### Work task
Every line of the entries below that mentions "persisted" is to be copied out.

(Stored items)
□ □ □

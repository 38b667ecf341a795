use std::path::Path;

use anyhow::{Context, Result};
use console::style;
use tracing::{error, info, warn};

use crate::AssistantError;
use crate::chat::{self, ChatSession};
use crate::config::Config;
use crate::database::VectorStore;
use crate::documents::load_documents;
use crate::embeddings::OpenAiClient;
use crate::indexer::{IndexSummary, Indexer};
use crate::query::QueryEngine;

/// Load the settings file from the default configuration directory
#[inline]
pub fn load_config() -> crate::Result<Config> {
    Config::load_default().map_err(config_error)
}

/// Load the settings file from `config_dir`
#[inline]
pub fn load_config_from(config_dir: &Path) -> crate::Result<Config> {
    Config::load(config_dir).map_err(config_error)
}

fn config_error(e: anyhow::Error) -> AssistantError {
    AssistantError::Config(format!("{:#}", e))
}

fn build_client(config: &Config) -> Result<OpenAiClient> {
    OpenAiClient::new(&config.service).context("Failed to initialize service client")
}

/// Rebuild the index from the documents directory
#[inline]
pub async fn run_index(config: &Config) -> Result<IndexSummary> {
    let client = build_client(config)?;
    let indexer = Indexer::new(config.chunking, &client)
        .with_batch_size(config.service.batch_size as usize);

    match indexer
        .build_index(&config.docs_dir, &config.index_path)
        .await
    {
        Ok(summary) => Ok(summary),
        Err(e) => {
            error!("Indexing failed: {}", e);
            eprintln!("{} {}", style("Indexing failed:").red().bold(), e);
            Err(e.into())
        }
    }
}

/// Start the interactive chat against the persisted index
#[inline]
pub async fn run_chat(config: &Config) -> Result<()> {
    let client = build_client(config)?;
    let engine = QueryEngine::load(
        &config.index_path,
        &client,
        &client,
        config.retrieval.top_k,
    )
    .await;

    let mut session = ChatSession::new(engine);
    chat::run_chat(&mut session).await
}

/// Answer a single question on stdout. Returns whether an answer was produced.
#[inline]
pub async fn ask_question(config: &Config, question: &str) -> Result<bool> {
    let question = question.trim();
    if question.is_empty() {
        eprintln!("{}", style(chat::EMPTY_INPUT_WARNING).yellow());
        return Ok(false);
    }

    let client = build_client(config)?;
    let engine = QueryEngine::load(
        &config.index_path,
        &client,
        &client,
        config.retrieval.top_k,
    )
    .await;

    match engine.answer(question).await {
        Ok(answer) => {
            println!("{}", answer.text.trim());
            info!("Sources: {}", answer.sources.join(", "));
            Ok(true)
        }
        Err(e) => {
            println!("{}", e);
            Ok(false)
        }
    }
}

/// Show configuration, corpus, index and service health
#[inline]
pub async fn show_status(config: &Config) -> Result<()> {
    println!("{}", style("Enrolment Assistant Status").bold().cyan());
    println!();

    println!("{}", style("Configuration").bold().yellow());
    let config_path = config.config_file_path();
    if config_path.exists() {
        println!("  File: {}", style(config_path.display()).cyan());
    } else {
        println!(
            "  File: {} {}",
            style(config_path.display()).dim(),
            style("(not created, using defaults)").dim()
        );
    }
    println!();

    println!("{}", style("Documents").bold().yellow());
    println!("  Directory: {}", style(config.docs_dir.display()).cyan());
    match load_documents(&config.docs_dir) {
        Ok(documents) => {
            let blank = documents.iter().filter(|d| d.is_blank()).count();
            println!("  Text files: {}", documents.len());
            if blank > 0 {
                println!("  Blank files: {}", style(blank).yellow());
            }
        }
        Err(e) => println!("  {} {}", style("Unavailable:").red(), e),
    }
    println!();

    println!("{}", style("Index").bold().yellow());
    println!("  Path: {}", style(config.index_path.display()).cyan());
    match VectorStore::open(&config.index_path).await {
        Ok(store) => {
            let records = store
                .count_records()
                .await
                .map_or_else(|e| format!("unknown ({})", e), |n| n.to_string());
            println!("  Chunks: {}", records);
            println!("  Dimensions: {}", store.vector_dimension());
        }
        Err(e) => {
            warn!("Index not available: {}", e);
            println!("  {} {}", style("Not built:").red(), e);
            println!("  Run 'enrolment-assistant index' to build it.");
        }
    }
    println!();

    println!("{}", style("Service").bold().yellow());
    let client = build_client(config)?;
    println!("  Endpoint: {}", style(client.base_url()).cyan());
    match client.health_check() {
        Ok(()) => println!("  {}", style("✓ Reachable, models available").green()),
        Err(e) => println!("  {} {:#}", style("✗ Unhealthy:").red(), e),
    }

    Ok(())
}
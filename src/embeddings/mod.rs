// Embeddings module
// Document chunking and the embedding service client

pub mod chunking;
pub mod openai;

use anyhow::Result;

pub use chunking::{ChunkingConfig, ContentChunk, chunk_document, split_text};
pub use openai::OpenAiClient;

/// Turns text into fixed-dimension vectors for similarity search
pub trait Embedder {
    /// Embed a single text
    fn embed(&self, text: &str) -> Result<Vec<f32>>;

    /// Embed several texts, returning one vector per input in the same order
    #[inline]
    fn embed_batch(&self, texts: &[String]) -> Result<Vec<Vec<f32>>> {
        texts.iter().map(|text| self.embed(text)).collect()
    }
}

impl<T: Embedder + ?Sized> Embedder for &T {
    #[inline]
    fn embed(&self, text: &str) -> Result<Vec<f32>> {
        (**self).embed(text)
    }

    #[inline]
    fn embed_batch(&self, texts: &[String]) -> Result<Vec<Vec<f32>>> {
        (**self).embed_batch(texts)
    }
}
#[cfg(test)]
mod tests;

use anyhow::{Context, Result};
use serde::{Deserialize, Serialize};
use std::env;
use std::fs;
use std::path::{Path, PathBuf};
use thiserror::Error;
use url::Url;

use crate::embeddings::chunking::ChunkingConfig;

const APP_DIR_NAME: &str = "enrolment-assistant";
const CONFIG_FILE_NAME: &str = "config.toml";

#[derive(Debug, Clone, Serialize, Deserialize, PartialEq)]
#[serde(default)]
pub struct Config {
    /// Directory holding the `*.txt` documents to index
    pub docs_dir: PathBuf,
    /// Location of the persisted vector index
    pub index_path: PathBuf,
    pub service: ServiceConfig,
    pub chunking: ChunkingConfig,
    pub retrieval: RetrievalConfig,
    #[serde(skip)]
    pub base_dir: PathBuf,
}

impl Default for Config {
    #[inline]
    fn default() -> Self {
        Self {
            docs_dir: PathBuf::from("docs"),
            index_path: PathBuf::from("knowledge_index"),
            service: ServiceConfig::default(),
            chunking: ChunkingConfig::default(),
            retrieval: RetrievalConfig::default(),
            base_dir: PathBuf::new(),
        }
    }
}

/// Connection settings for the OpenAI-compatible embedding and completion API
#[derive(Debug, Clone, Serialize, Deserialize, PartialEq)]
#[serde(default)]
pub struct ServiceConfig {
    pub base_url: String,
    /// Environment variable consulted for the API key
    pub api_key_env: String,
    #[serde(skip_serializing_if = "Option::is_none")]
    pub api_key: Option<String>,
    pub embedding_model: String,
    pub completion_model: String,
    pub max_tokens: u32,
    pub temperature: f32,
    pub batch_size: u32,
    pub timeout_seconds: u64,
}

impl Default for ServiceConfig {
    #[inline]
    fn default() -> Self {
        Self {
            base_url: "https://api.openai.com/v1/".to_string(),
            api_key_env: "OPENAI_API_KEY".to_string(),
            api_key: None,
            embedding_model: "text-embedding-ada-002".to_string(),
            completion_model: "gpt-3.5-turbo-instruct".to_string(),
            max_tokens: 256,
            temperature: 0.7,
            batch_size: 64,
            timeout_seconds: 60,
        }
    }
}

#[derive(Debug, Clone, Copy, Serialize, Deserialize, PartialEq, Eq)]
#[serde(default)]
pub struct RetrievalConfig {
    /// Number of chunks handed to the language model per question
    pub top_k: usize,
}

impl Default for RetrievalConfig {
    #[inline]
    fn default() -> Self {
        Self { top_k: 5 }
    }
}

#[derive(Debug, Error)]
pub enum ConfigError {
    #[error("Configuration directory not found or could not be created")]
    DirectoryError,
    #[error("Invalid URL format: {0}")]
    InvalidUrl(String),
    #[error("Invalid protocol: {0} (must be 'http' or 'https')")]
    InvalidProtocol(String),
    #[error("Invalid model name: {0} (cannot be empty)")]
    InvalidModel(String),
    #[error("Invalid API key variable: {0} (cannot be empty)")]
    InvalidApiKeyEnv(String),
    #[error("Invalid batch size: {0} (must be between 1 and 2048)")]
    InvalidBatchSize(u32),
    #[error("Invalid max tokens: {0} (must be between 1 and 4096)")]
    InvalidMaxTokens(u32),
    #[error("Invalid temperature: {0} (must be between 0.0 and 2.0)")]
    InvalidTemperature(f32),
    #[error("Invalid timeout: {0} (must be between 1 and 600 seconds)")]
    InvalidTimeout(u64),
    #[error("Invalid chunk size: {0} (must be between 100 and 8000)")]
    InvalidChunkSize(usize),
    #[error("Chunk overlap ({0}) must be smaller than chunk size ({1})")]
    OverlapTooLarge(usize, usize),
    #[error("Invalid top_k: {0} (must be between 1 and 50)")]
    InvalidTopK(usize),
    #[error("IO error: {0}")]
    Io(#[from] std::io::Error),
    #[error("TOML parsing error: {0}")]
    TomlParse(#[from] toml::de::Error),
    #[error("TOML serialization error: {0}")]
    TomlSerialize(#[from] toml::ser::Error),
}

impl Config {
    /// Default configuration directory under the platform config root
    #[inline]
    pub fn config_dir() -> Result<PathBuf, ConfigError> {
        dirs::config_dir()
            .map(|dir| dir.join(APP_DIR_NAME))
            .ok_or(ConfigError::DirectoryError)
    }

    /// Load configuration from the default configuration directory
    #[inline]
    pub fn load_default() -> Result<Self> {
        let config_dir = Self::config_dir().context("Failed to locate configuration directory")?;
        Self::load(config_dir)
    }

    #[inline]
    pub fn load<P: AsRef<Path>>(config_dir: P) -> Result<Self> {
        let config_path = config_dir.as_ref().join(CONFIG_FILE_NAME);

        if !config_path.exists() {
            return Ok(Self {
                base_dir: config_dir.as_ref().to_path_buf(),
                ..Self::default()
            });
        }

        let content = fs::read_to_string(&config_path)
            .with_context(|| format!("Failed to read config file: {}", config_path.display()))?;

        let mut config: Config = toml::from_str(&content)
            .with_context(|| format!("Failed to parse config file: {}", config_path.display()))?;
        config.base_dir = config_dir.as_ref().to_path_buf();

        config
            .validate()
            .with_context(|| "Configuration validation failed")?;

        Ok(config)
    }

    #[inline]
    pub fn save(&self) -> Result<()> {
        self.validate()
            .context("Configuration validation failed before saving")?;

        let config_dir = self.get_base_dir();

        fs::create_dir_all(config_dir).with_context(|| {
            format!(
                "Failed to create config directory: {}",
                config_dir.display()
            )
        })?;

        let config_path = self.config_file_path();
        let content = toml::to_string_pretty(self).context("Failed to serialize config to TOML")?;

        fs::write(&config_path, content)
            .with_context(|| format!("Failed to write config file: {}", config_path.display()))?;

        Ok(())
    }

    /// Get the base directory for the application
    #[inline]
    pub fn get_base_dir(&self) -> &Path {
        &self.base_dir
    }

    #[inline]
    pub fn validate(&self) -> Result<(), ConfigError> {
        self.service.validate()?;
        self.validate_chunking_config()?;
        self.retrieval.validate()?;
        Ok(())
    }

    fn validate_chunking_config(&self) -> Result<(), ConfigError> {
        let config = &self.chunking;

        if !(100..=8000).contains(&config.chunk_size) {
            return Err(ConfigError::InvalidChunkSize(config.chunk_size));
        }

        if config.chunk_overlap >= config.chunk_size {
            return Err(ConfigError::OverlapTooLarge(
                config.chunk_overlap,
                config.chunk_size,
            ));
        }

        Ok(())
    }

    #[inline]
    pub fn config_file_path(&self) -> PathBuf {
        self.get_base_dir().join(CONFIG_FILE_NAME)
    }

    #[inline]
    pub fn service_url(&self) -> Result<Url, ConfigError> {
        self.service.service_url()
    }
}

impl ServiceConfig {
    #[inline]
    pub fn validate(&self) -> Result<(), ConfigError> {
        self.service_url()?;

        if self.api_key_env.trim().is_empty() {
            return Err(ConfigError::InvalidApiKeyEnv(self.api_key_env.clone()));
        }

        if self.embedding_model.trim().is_empty() {
            return Err(ConfigError::InvalidModel(self.embedding_model.clone()));
        }

        if self.completion_model.trim().is_empty() {
            return Err(ConfigError::InvalidModel(self.completion_model.clone()));
        }

        if self.batch_size == 0 || self.batch_size > 2048 {
            return Err(ConfigError::InvalidBatchSize(self.batch_size));
        }

        if self.max_tokens == 0 || self.max_tokens > 4096 {
            return Err(ConfigError::InvalidMaxTokens(self.max_tokens));
        }

        if !(0.0..=2.0).contains(&self.temperature) {
            return Err(ConfigError::InvalidTemperature(self.temperature));
        }

        if !(1..=600).contains(&self.timeout_seconds) {
            return Err(ConfigError::InvalidTimeout(self.timeout_seconds));
        }

        Ok(())
    }

    /// Parsed base URL, always ending in `/` so endpoint names join beneath it
    #[inline]
    pub fn service_url(&self) -> Result<Url, ConfigError> {
        let mut url =
            Url::parse(&self.base_url).map_err(|_| ConfigError::InvalidUrl(self.base_url.clone()))?;

        if url.scheme() != "http" && url.scheme() != "https" {
            return Err(ConfigError::InvalidProtocol(url.scheme().to_string()));
        }

        if !url.path().ends_with('/') {
            let path = format!("{}/", url.path());
            url.set_path(&path);
        }

        Ok(url)
    }

    /// Resolve the API key: environment variable first, then the settings file
    #[inline]
    pub fn api_key(&self) -> Option<String> {
        env::var(&self.api_key_env)
            .ok()
            .filter(|key| !key.trim().is_empty())
            .or_else(|| self.api_key.clone().filter(|key| !key.trim().is_empty()))
    }

    #[inline]
    pub fn set_base_url(&mut self, base_url: String) -> Result<(), ConfigError> {
        let temp_config = ServiceConfig {
            base_url: base_url.clone(),
            ..self.clone()
        };
        temp_config.service_url()?;
        self.base_url = base_url;
        Ok(())
    }

    #[inline]
    pub fn set_api_key_env(&mut self, api_key_env: String) -> Result<(), ConfigError> {
        if api_key_env.trim().is_empty() {
            return Err(ConfigError::InvalidApiKeyEnv(api_key_env));
        }
        self.api_key_env = api_key_env;
        Ok(())
    }

    #[inline]
    pub fn set_embedding_model(&mut self, model: String) -> Result<(), ConfigError> {
        if model.trim().is_empty() {
            return Err(ConfigError::InvalidModel(model));
        }
        self.embedding_model = model;
        Ok(())
    }

    #[inline]
    pub fn set_completion_model(&mut self, model: String) -> Result<(), ConfigError> {
        if model.trim().is_empty() {
            return Err(ConfigError::InvalidModel(model));
        }
        self.completion_model = model;
        Ok(())
    }

    #[inline]
    pub fn set_batch_size(&mut self, batch_size: u32) -> Result<(), ConfigError> {
        if batch_size == 0 || batch_size > 2048 {
            return Err(ConfigError::InvalidBatchSize(batch_size));
        }
        self.batch_size = batch_size;
        Ok(())
    }

    #[inline]
    pub fn set_temperature(&mut self, temperature: f32) -> Result<(), ConfigError> {
        if !(0.0..=2.0).contains(&temperature) {
            return Err(ConfigError::InvalidTemperature(temperature));
        }
        self.temperature = temperature;
        Ok(())
    }
}

impl Config {
    /// Replace the chunking parameters after checking them together
    #[inline]
    pub fn set_chunking(&mut self, chunk_size: usize, chunk_overlap: usize) -> Result<(), ConfigError> {
        let candidate = Self {
            chunking: ChunkingConfig {
                chunk_size,
                chunk_overlap,
            },
            ..self.clone()
        };
        candidate.validate_chunking_config()?;
        self.chunking = candidate.chunking;
        Ok(())
    }
}

impl RetrievalConfig {
    #[inline]
    pub fn validate(&self) -> Result<(), ConfigError> {
        if !(1..=50).contains(&self.top_k) {
            return Err(ConfigError::InvalidTopK(self.top_k));
        }
        Ok(())
    }

    #[inline]
    pub fn set_top_k(&mut self, top_k: usize) -> Result<(), ConfigError> {
        let candidate = Self { top_k };
        candidate.validate()?;
        *self = candidate;
        Ok(())
    }
}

□ □ □

### Result for this task
/// Start the interactive chat against the persisted index
    /// Location of the persisted vector index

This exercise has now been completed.